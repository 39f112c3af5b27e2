//! Connection parameters carried on the inbound handshake query string.

use serde::Deserialize;

use crate::error::ProxyError;
use crate::protocol::normalize_namespace;

pub const TARGET_URL_PARAM: &str = "targetUrl";
pub const NAMESPACE_PARAM: &str = "namespace";
pub const HEADERS_PARAM: &str = "headers";

/// Headers to present to the target, in first-seen order.
///
/// Keys compare ASCII case-insensitively, like HTTP header names. A key that
/// appears more than once keeps its first position and spelling, and its
/// last value.
#[derive(Debug, Clone, Default, PartialEq, Eq)]
pub struct ForwardedHeaderSet {
    entries: Vec<(String, String)>,
}

impl ForwardedHeaderSet {
    pub fn new() -> Self {
        Self::default()
    }

    fn insert(&mut self, key: String, value: String) {
        match self.entries.iter_mut().find(|(k, _)| k.eq_ignore_ascii_case(&key)) {
            Some(slot) => slot.1 = value,
            None => self.entries.push((key, value)),
        }
    }

    pub fn get(&self, key: &str) -> Option<&str> {
        self.entries
            .iter()
            .find(|(k, _)| k.eq_ignore_ascii_case(key))
            .map(|(_, v)| v.as_str())
    }

    pub fn iter(&self) -> impl Iterator<Item = (&str, &str)> {
        self.entries.iter().map(|(k, v)| (k.as_str(), v.as_str()))
    }

    pub fn len(&self) -> usize {
        self.entries.len()
    }

    pub fn is_empty(&self) -> bool {
        self.entries.is_empty()
    }
}

impl FromIterator<(String, String)> for ForwardedHeaderSet {
    fn from_iter<I: IntoIterator<Item = (String, String)>>(iter: I) -> Self {
        let mut set = Self::new();
        for (k, v) in iter {
            set.insert(k, v);
        }
        set
    }
}

#[derive(Deserialize)]
struct HeaderPair {
    key: String,
    value: String,
}

/// Parse the `headers` payload: a JSON array of `{ "key", "value" }` objects.
pub fn parse_headers(raw: &str) -> Result<ForwardedHeaderSet, ProxyError> {
    let pairs: Vec<HeaderPair> =
        serde_json::from_str(raw).map_err(|e| ProxyError::HeaderParse(e.to_string()))?;
    Ok(pairs.into_iter().map(|p| (p.key, p.value)).collect())
}

/// The three raw handshake values, before validation.
#[derive(Debug, Clone, Default, PartialEq, Eq)]
pub struct RawParams {
    pub target_url: Option<String>,
    pub namespace: Option<String>,
    pub headers: Option<String>,
}

impl RawParams {
    /// Pick the proxy parameters out of a URL query string. Unrelated keys
    /// (`EIO`, `transport`, ...) are ignored.
    pub fn from_query(query: &str) -> Self {
        let mut raw = Self::default();
        for (key, value) in url::form_urlencoded::parse(query.as_bytes()) {
            match key.as_ref() {
                TARGET_URL_PARAM => raw.target_url = Some(value.into_owned()),
                NAMESPACE_PARAM => raw.namespace = Some(value.into_owned()),
                HEADERS_PARAM => raw.headers = Some(value.into_owned()),
                _ => {}
            }
        }
        raw
    }
}

/// Validated parameters for one proxy session.
#[derive(Debug, Clone, PartialEq, Eq)]
pub struct ConnectParams {
    pub target_url: String,
    pub namespace: String,
    pub headers: ForwardedHeaderSet,
}

impl ConnectParams {
    pub fn parse(raw: &RawParams) -> Result<Self, ProxyError> {
        let target_url = required(raw.target_url.as_deref(), TARGET_URL_PARAM)?;
        let namespace = required(raw.namespace.as_deref(), NAMESPACE_PARAM)?;

        let headers = match raw.headers.as_deref().map(str::trim) {
            None | Some("") => ForwardedHeaderSet::new(),
            Some(payload) => parse_headers(payload)?,
        };

        Ok(Self {
            target_url: target_url.to_string(),
            namespace: normalize_namespace(namespace),
            headers,
        })
    }
}

fn required<'a>(value: Option<&'a str>, name: &str) -> Result<&'a str, ProxyError> {
    match value.map(str::trim) {
        Some(v) if !v.is_empty() => Ok(v),
        _ => Err(ProxyError::InvalidParameters(format!(
            "missing required query parameter '{name}'"
        ))),
    }
}

#[cfg(test)]
mod tests {
    use super::*;

    fn raw(target: Option<&str>, namespace: Option<&str>, headers: Option<&str>) -> RawParams {
        RawParams {
            target_url: target.map(str::to_string),
            namespace: namespace.map(str::to_string),
            headers: headers.map(str::to_string),
        }
    }

    #[test]
    fn parses_full_handshake() {
        let params = ConnectParams::parse(&raw(
            Some("wss://echo.example.com"),
            Some("/chat"),
            Some(r#"[{"key":"Authorization","value":"Bearer abc"}]"#),
        ))
        .unwrap();
        assert_eq!(params.target_url, "wss://echo.example.com");
        assert_eq!(params.namespace, "/chat");
        assert_eq!(params.headers.len(), 1);
        assert_eq!(params.headers.get("Authorization"), Some("Bearer abc"));
    }

    #[test]
    fn missing_or_empty_required_params_are_rejected() {
        for case in [
            raw(None, Some("/chat"), None),
            raw(Some(""), Some("/chat"), None),
            raw(Some("  "), Some("/chat"), None),
            raw(Some("ws://x"), None, None),
            raw(Some("ws://x"), Some(""), None),
        ] {
            let err = ConnectParams::parse(&case).unwrap_err();
            assert!(matches!(err, ProxyError::InvalidParameters(_)), "{case:?}");
        }
    }

    #[test]
    fn absent_headers_mean_empty_set() {
        let params = ConnectParams::parse(&raw(Some("ws://x"), Some("/"), None)).unwrap();
        assert!(params.headers.is_empty());
        let params = ConnectParams::parse(&raw(Some("ws://x"), Some("/"), Some(""))).unwrap();
        assert!(params.headers.is_empty());
    }

    #[test]
    fn malformed_headers_fail_with_header_parse() {
        for payload in ["not-json", r#"{"key":"a","value":"b"}"#, r#"[{"key":"a"}]"#, "[1,2]"] {
            let err = ConnectParams::parse(&raw(Some("ws://x"), Some("/"), Some(payload)))
                .unwrap_err();
            assert!(matches!(err, ProxyError::HeaderParse(_)), "{payload}");
        }
    }

    #[test]
    fn unique_headers_round_trip_unmodified() {
        let set = parse_headers(
            r#"[{"key":"X-One","value":" spaced "},{"key":"x-two","value":"ünï"},{"key":"Cookie","value":"a=b; c=d"}]"#,
        )
        .unwrap();
        let pairs: Vec<(&str, &str)> = set.iter().collect();
        assert_eq!(
            pairs,
            vec![("X-One", " spaced "), ("x-two", "ünï"), ("Cookie", "a=b; c=d")]
        );
    }

    #[test]
    fn duplicate_header_keys_last_value_wins() {
        let set = parse_headers(r#"[{"key":"X","value":"1"},{"key":"Y","value":"y"},{"key":"X","value":"2"}]"#)
            .unwrap();
        assert_eq!(set.len(), 2);
        assert_eq!(set.get("X"), Some("2"));
        assert_eq!(set.iter().next(), Some(("X", "2")));
    }

    #[test]
    fn header_keys_differing_only_in_case_collapse() {
        let set = parse_headers(
            r#"[{"key":"Authorization","value":"old"},{"key":"authorization","value":"new"}]"#,
        )
        .unwrap();
        assert_eq!(set.len(), 1);
        assert_eq!(set.get("AUTHORIZATION"), Some("new"));
        assert_eq!(set.iter().next(), Some(("Authorization", "new")));
    }

    #[test]
    fn namespace_without_slash_is_normalised() {
        let params = ConnectParams::parse(&raw(Some("ws://x"), Some("chat"), None)).unwrap();
        assert_eq!(params.namespace, "/chat");
    }

    #[test]
    fn reads_params_from_query_string() {
        let query = "EIO=4&transport=websocket&targetUrl=wss%3A%2F%2Fecho.example.com\
                     &namespace=%2Fchat&headers=%5B%7B%22key%22%3A%22A%22%2C%22value%22%3A%22b%22%7D%5D";
        let raw = RawParams::from_query(query);
        assert_eq!(raw.target_url.as_deref(), Some("wss://echo.example.com"));
        assert_eq!(raw.namespace.as_deref(), Some("/chat"));
        assert_eq!(raw.headers.as_deref(), Some(r#"[{"key":"A","value":"b"}]"#));

        assert_eq!(RawParams::from_query(""), RawParams::default());
    }
}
##############################
> EXERCISE DETAILS
From the entries above, return exactly the line containing "pub fn parse_headers(raw: &str)", the line containing "let mut raw = Self::default();", and all lines between, and nothing else.

> SOLUTION TO THIS EXERCISE
pub fn parse_headers(raw: &str) -> Result<ForwardedHeaderSet, ProxyError> {
    let pairs: Vec<HeaderPair> =
        serde_json::from_str(raw).map_err(|e| ProxyError::HeaderParse(e.to_string()))?;
    Ok(pairs.into_iter().map(|p| (p.key, p.value)).collect())
}

/// The three raw handshake values, before validation.
#[derive(Debug, Clone, Default, PartialEq, Eq)]
pub struct RawParams {
    pub target_url: Option<String>,
    pub namespace: Option<String>,
    pub headers: Option<String>,
}

impl RawParams {
    /// Pick the proxy parameters out of a URL query string. Unrelated keys
    /// (`EIO`, `transport`, ...) are ignored.
    pub fn from_query(query: &str) -> Self {
        let mut raw = Self::default();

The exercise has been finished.